IG @performancesandpain


Jun! (she/her) is a trans performance artist from Singapore. Her performances place her body in precarious and discomforting situations of struggle. These moments often resist immediate understanding and require her live audiences to sit with slow change.

 

The performances contain an element of covering that prevents full access to the subject in question. Like clothes, the veils (whether in the form of physical objects, or darkness) act as protection as well as mystification for the performer. This in turn devalues sight as being the most useful sense to access work, and the body at work.

 

Ultimately, Jun! is asking for her audience to sit alongside her, and navigate the line between digesting and consuming the struggling body.

Cooking with Jun was performed with the help of the IDEAS grant by Qualcomm Institute, 2022

While visually un-paired, I cooked fishhead soup in a suspended white box with the help of the audience. The project was a fun, absurdly over-technological experiment that explores disorientation while being in an alienating body. 

Like the half chopped fish head I cooked, I split my vision by looking into a Zoom call running on my phone. The Zoom call consisted of just Zoom tiles named "Left Eye", and "Right Eye". Each Zoom call tile had a corresponding Webcam that was attached to a stick.

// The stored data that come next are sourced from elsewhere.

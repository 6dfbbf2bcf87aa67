use std::fmt;
use std::time::Duration;

use crate::feed::InvalidTransition;
use crate::models::PostId;
use crate::remote::RemoteError;

/// Failure of a single gateway call.
#[derive(Debug, Clone, PartialEq, thiserror::Error)]
pub enum CallError {
    #[error(transparent)]
    Remote(#[from] RemoteError),

    #[error("{operation} timed out after {after:?}")]
    Timeout {
        operation: &'static str,
        after: Duration,
    },
}

/// Steps of a post delete, in the order they run.
#[derive(Debug, Clone, Copy, PartialEq, Eq, Hash)]
pub enum DeleteStage {
    Hearts,
    Comments,
    Post,
}

impl DeleteStage {
    pub const ORDER: [DeleteStage; 3] = [Self::Hearts, Self::Comments, Self::Post];

    pub fn as_str(&self) -> &'static str {
        match self {
            Self::Hearts => "hearts",
            Self::Comments => "comments",
            Self::Post => "post",
        }
    }
}

impl fmt::Display for DeleteStage {
    fn fmt(&self, f: &mut fmt::Formatter<'_>) -> fmt::Result {
        f.write_str(self.as_str())
    }
}

#[derive(Debug, Clone, Copy, PartialEq, Eq, Hash)]
pub enum UploadStage {
    Upload,
    UrlResolution,
}

impl UploadStage {
    pub fn as_str(&self) -> &'static str {
        match self {
            Self::Upload => "upload",
            Self::UrlResolution => "urlResolution",
        }
    }
}

impl fmt::Display for UploadStage {
    fn fmt(&self, f: &mut fmt::Formatter<'_>) -> fmt::Result {
        f.write_str(self.as_str())
    }
}

#[derive(Debug, thiserror::Error)]
pub enum AppError {
    #[error("Authentication failed: {reason}")]
    Auth {
        reason: String,
        status_code: Option<u16>,
    },

    #[error("Not signed in")]
    Unauthenticated,

    #[error("Invalid input: {0}")]
    Validation(String),

    #[error("Could not create post: {cause}")]
    Create {
        #[source]
        cause: CallError,
    },

    /// Stages listed in `completed` stay applied on the remote.
    #[error("Delete failed at {stage} stage: {cause}")]
    Delete {
        stage: DeleteStage,
        completed: Vec<DeleteStage>,
        #[source]
        cause: CallError,
    },

    #[error("Upload failed at {stage} stage: {cause}")]
    Upload {
        stage: UploadStage,
        #[source]
        cause: CallError,
    },

    #[error("Profile update failed: {cause}")]
    Update {
        #[source]
        cause: CallError,
    },

    #[error("A heart toggle for post {post_id} is already in flight")]
    ConcurrentToggle { post_id: PostId },

    #[error("{operation} timed out after {after:?}")]
    Timeout {
        operation: &'static str,
        after: Duration,
    },

    #[error("Remote error: {0}")]
    Remote(RemoteError),

    #[error("JSON error: {0}")]
    Json(#[from] serde_json::Error),

    #[error("Invalid state transition: {0}")]
    Transition(#[from] InvalidTransition),
}

impl From<CallError> for AppError {
    fn from(err: CallError) -> Self {
        match err {
            CallError::Remote(e) => AppError::Remote(e),
            CallError::Timeout { operation, after } => AppError::Timeout { operation, after },
        }
    }
}

impl AppError {
    /// True for plain timeouts and for staged failures caused by one.
    pub fn is_timeout(&self) -> bool {
        match self {
            AppError::Timeout { .. } => true,
            AppError::Create { cause }
            | AppError::Delete { cause, .. }
            | AppError::Upload { cause, .. }
            | AppError::Update { cause } => matches!(cause, CallError::Timeout { .. }),
            _ => false,
        }
    }

    /// Name of the step that failed, for multi-step operations.
    pub fn stage(&self) -> Option<&'static str> {
        match self {
            AppError::Delete { stage, .. } => Some(stage.as_str()),
            AppError::Upload { stage, .. } => Some(stage.as_str()),
            _ => None,
        }
    }

    pub fn status_code(&self) -> Option<u16> {
        match self {
            AppError::Auth { status_code, .. } => *status_code,
            AppError::Remote(e) => e.status_code,
            AppError::Create { cause }
            | AppError::Delete { cause, .. }
            | AppError::Upload { cause, .. }
            | AppError::Update { cause } => match cause {
                CallError::Remote(e) => e.status_code,
                CallError::Timeout { .. } => None,
            },
            _ => None,
        }
    }
}

pub type AppResult<T> = Result<T, AppError>;

#[cfg(test)]
mod tests {
    use super::*;

    fn remote(message: &str, status: u16) -> CallError {
        CallError::Remote(RemoteError::new(message, Some(status)))
    }

    fn timeout() -> CallError {
        CallError::Timeout {
            operation: "comments.delete",
            after: Duration::from_secs(10),
        }
    }

    #[test]
    fn delete_error_reports_stage() {
        let err = AppError::Delete {
            stage: DeleteStage::Comments,
            completed: vec![DeleteStage::Hearts],
            cause: remote("boom", 500),
        };
        assert_eq!(err.stage(), Some("comments"));
        assert_eq!(err.status_code(), Some(500));
        assert_eq!(err.to_string(), "Delete failed at comments stage: boom");
    }

    #[test]
    fn upload_stage_names() {
        let err = AppError::Upload {
            stage: UploadStage::UrlResolution,
            cause: remote("no url", 404),
        };
        assert_eq!(err.stage(), Some("urlResolution"));
    }

    #[test]
    fn timeouts_detected_inside_staged_errors() {
        let staged = AppError::Delete {
            stage: DeleteStage::Post,
            completed: vec![DeleteStage::Hearts, DeleteStage::Comments],
            cause: timeout(),
        };
        assert!(staged.is_timeout());
        assert!(AppError::from(timeout()).is_timeout());
        assert!(!AppError::Unauthenticated.is_timeout());
    }

    #[test]
    fn call_error_converts_to_remote() {
        let err = AppError::from(remote("nope", 403));
        assert!(matches!(err, AppError::Remote(_)));
        assert_eq!(err.status_code(), Some(403));
    }

    #[test]
    fn delete_stage_order() {
        assert_eq!(
            DeleteStage::ORDER,
            [DeleteStage::Hearts, DeleteStage::Comments, DeleteStage::Post]
        );
    }
}
#![allow(dead_code)]

use std::collections::HashSet;
use std::sync::{Arc, Mutex};
use std::time::Duration;

use async_trait::async_trait;
use bytes::Bytes;
use serde_json::{json, Value};
use tempfile::TempDir;

use petagram::models::{Metadata, Post};
use petagram::remote::{
    AuthUser, DynRemote, Filter, LocalBackend, RemoteClient, RemoteError, RemoteResult, Row,
    Select, UploadOptions,
};
use petagram::{AppContext, ClientSettings};

pub const PASSWORD: &str = "correct horse";

/// A local backend in a scratch directory.
pub struct Fixture {
    pub dir: TempDir,
    pub backend: Arc<LocalBackend>,
}

impl Fixture {
    pub fn new() -> Self {
        let dir = TempDir::new().expect("Failed to create temp dir");
        let backend = LocalBackend::open(&dir.path().join("test.db"), &dir.path().join("storage"))
            .expect("Failed to open local backend")
            .with_hash_cost(4);
        Self {
            dir,
            backend: Arc::new(backend),
        }
    }

    pub fn user(&self, email: &str, metadata: Value) -> String {
        let metadata: Metadata = metadata.as_object().cloned().unwrap_or_default();
        self.backend
            .create_user(email, PASSWORD, metadata)
            .expect("Failed to create user")
    }

    pub fn remote(&self) -> DynRemote {
        Arc::new(self.backend.client())
    }

    pub fn context(&self) -> AppContext {
        context_with(self.remote(), Duration::from_secs(5))
    }

    pub async fn signed_in(&self, email: &str) -> AppContext {
        let ctx = self.context();
        ctx.session
            .authenticate(email, PASSWORD)
            .await
            .expect("Failed to sign in");
        ctx
    }

    pub fn count(&self, sql: &str) -> i64 {
        let conn = self.backend.pool().get().expect("Failed to get connection");
        conn.query_row(sql, [], |row| row.get(0))
            .expect("Failed to count rows")
    }
}

pub fn context_with(remote: DynRemote, timeout: Duration) -> AppContext {
    AppContext::new(
        remote,
        ClientSettings {
            request_timeout: timeout,
            ..ClientSettings::default()
        },
    )
}

pub async fn seed_post(ctx: &AppContext, caption: &str) -> Post {
    ctx.feed
        .create(&format!("https://cdn.example/{}.png", caption), caption)
        .await
        .expect("Failed to create post")
}

/// Wraps a remote and injects failures, delays, hangs or unreadable rows
/// per operation. Operations are named `"<verb>:<table>"`, e.g.
/// `"delete:comments"`, `"select:hearts"` or `"upload:petagram"`.
pub struct FaultyRemote {
    inner: DynRemote,
    failing: Mutex<HashSet<String>>,
    hanging: Mutex<HashSet<String>>,
    corrupting: Mutex<HashSet<String>>,
    delay: Mutex<Option<(String, Duration)>>,
}

impl FaultyRemote {
    pub fn new(inner: DynRemote) -> Arc<Self> {
        Arc::new(Self {
            inner,
            failing: Mutex::new(HashSet::new()),
            hanging: Mutex::new(HashSet::new()),
            corrupting: Mutex::new(HashSet::new()),
            delay: Mutex::new(None),
        })
    }

    pub fn fail(&self, operation: &str) {
        self.failing.lock().unwrap().insert(operation.to_string());
    }

    pub fn hang(&self, operation: &str) {
        self.hanging.lock().unwrap().insert(operation.to_string());
    }

    /// Let the operation succeed but strip `created_at` from the rows it returns.
    pub fn corrupt(&self, operation: &str) {
        self.corrupting.lock().unwrap().insert(operation.to_string());
    }

    pub fn delay(&self, operation: &str, by: Duration) {
        *self.delay.lock().unwrap() = Some((operation.to_string(), by));
    }

    pub fn heal(&self) {
        self.failing.lock().unwrap().clear();
        self.hanging.lock().unwrap().clear();
        self.corrupting.lock().unwrap().clear();
        *self.delay.lock().unwrap() = None;
    }

    async fn intercept(&self, operation: String) -> RemoteResult<()> {
        let delay = self
            .delay
            .lock()
            .unwrap()
            .as_ref()
            .filter(|(name, _)| *name == operation)
            .map(|(_, by)| *by);
        if let Some(by) = delay {
            tokio::time::sleep(by).await;
        }

        let hangs = self.hanging.lock().unwrap().contains(&operation);
        if hangs {
            tokio::time::sleep(Duration::from_secs(3600)).await;
        }
        let fails = self.failing.lock().unwrap().contains(&operation);
        if fails {
            return Err(RemoteError::new(
                format!("injected failure on {}", operation),
                Some(500),
            ));
        }
        Ok(())
    }

    fn mangle(&self, operation: &str, mut rows: Vec<Row>) -> Vec<Row> {
        if self.corrupting.lock().unwrap().contains(operation) {
            for row in &mut rows {
                row.remove("created_at");
            }
        }
        rows
    }
}

#[async_trait]
impl RemoteClient for FaultyRemote {
    async fn sign_in(&self, email: &str, password: &str) -> RemoteResult<AuthUser> {
        self.intercept("sign_in:auth".into()).await?;
        self.inner.sign_in(email, password).await
    }

    async fn get_session(&self) -> RemoteResult<Option<AuthUser>> {
        self.intercept("get_session:auth".into()).await?;
        self.inner.get_session().await
    }

    async fn get_user(&self) -> RemoteResult<AuthUser> {
        self.intercept("get_user:auth".into()).await?;
        self.inner.get_user().await
    }

    async fn update_user(&self, metadata: Metadata) -> RemoteResult<AuthUser> {
        self.intercept("update_user:auth".into()).await?;
        self.inner.update_user(metadata).await
    }

    async fn sign_out(&self) -> RemoteResult<()> {
        self.intercept("sign_out:auth".into()).await?;
        self.inner.sign_out().await
    }

    async fn select(&self, query: Select) -> RemoteResult<Vec<Row>> {
        let operation = format!("select:{}", query.table);
        self.intercept(operation.clone()).await?;
        let rows = self.inner.select(query).await?;
        Ok(self.mangle(&operation, rows))
    }

    async fn insert(&self, table: &str, rows: Vec<Row>) -> RemoteResult<Vec<Row>> {
        let operation = format!("insert:{}", table);
        self.intercept(operation.clone()).await?;
        let rows = self.inner.insert(table, rows).await?;
        Ok(self.mangle(&operation, rows))
    }

    async fn delete(&self, table: &str, filter: Filter) -> RemoteResult<u64> {
        self.intercept(format!("delete:{}", table)).await?;
        self.inner.delete(table, filter).await
    }

    async fn update(&self, table: &str, fields: Row, filter: Filter) -> RemoteResult<Vec<Row>> {
        self.intercept(format!("update:{}", table)).await?;
        self.inner.update(table, fields, filter).await
    }

    async fn upload(
        &self,
        bucket: &str,
        path: &str,
        data: Bytes,
        options: UploadOptions,
    ) -> RemoteResult<String> {
        self.intercept(format!("upload:{}", bucket)).await?;
        self.inner.upload(bucket, path, data, options).await
    }

    async fn public_url(&self, bucket: &str, path: &str) -> RemoteResult<String> {
        self.intercept(format!("public_url:{}", bucket)).await?;
        self.inner.public_url(bucket, path).await
    }
}

pub fn metadata(value: Value) -> Metadata {
    value.as_object().cloned().unwrap_or_default()
}

pub fn driver() -> Value {
    json!({"is_driver": true})
}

_ntangle was performed at Bread and Salt as part of a group show Pink Slip with my wonderful MFA cohort, 2022

_ntangle was made out of necessity – a need for a soft coming out to Father.

Performance score

1) begin with gender neutral clothing

2) crawl into plastic cocoon

3) seal the cocoon

4) change into femme clothes

5) emerge

 

For the performance, I video-called my family, who were tuning in from Singapore, to introduce them to my chosen family on the ground. I then hung them up in the open ceiling of the performance site to watch me perform. After lighting a few incense sticks for my Grandfather who passed away recently, I begun the performance.

_ntangle (reperformance: church) was done in the St. Paul's Episcopal church as part of the exhibition Project [BLANK]: 'Working Title', 2023

Recently, I re-performed _ntangle under the gaze and blessing of my Grandfather who passed away a year ago.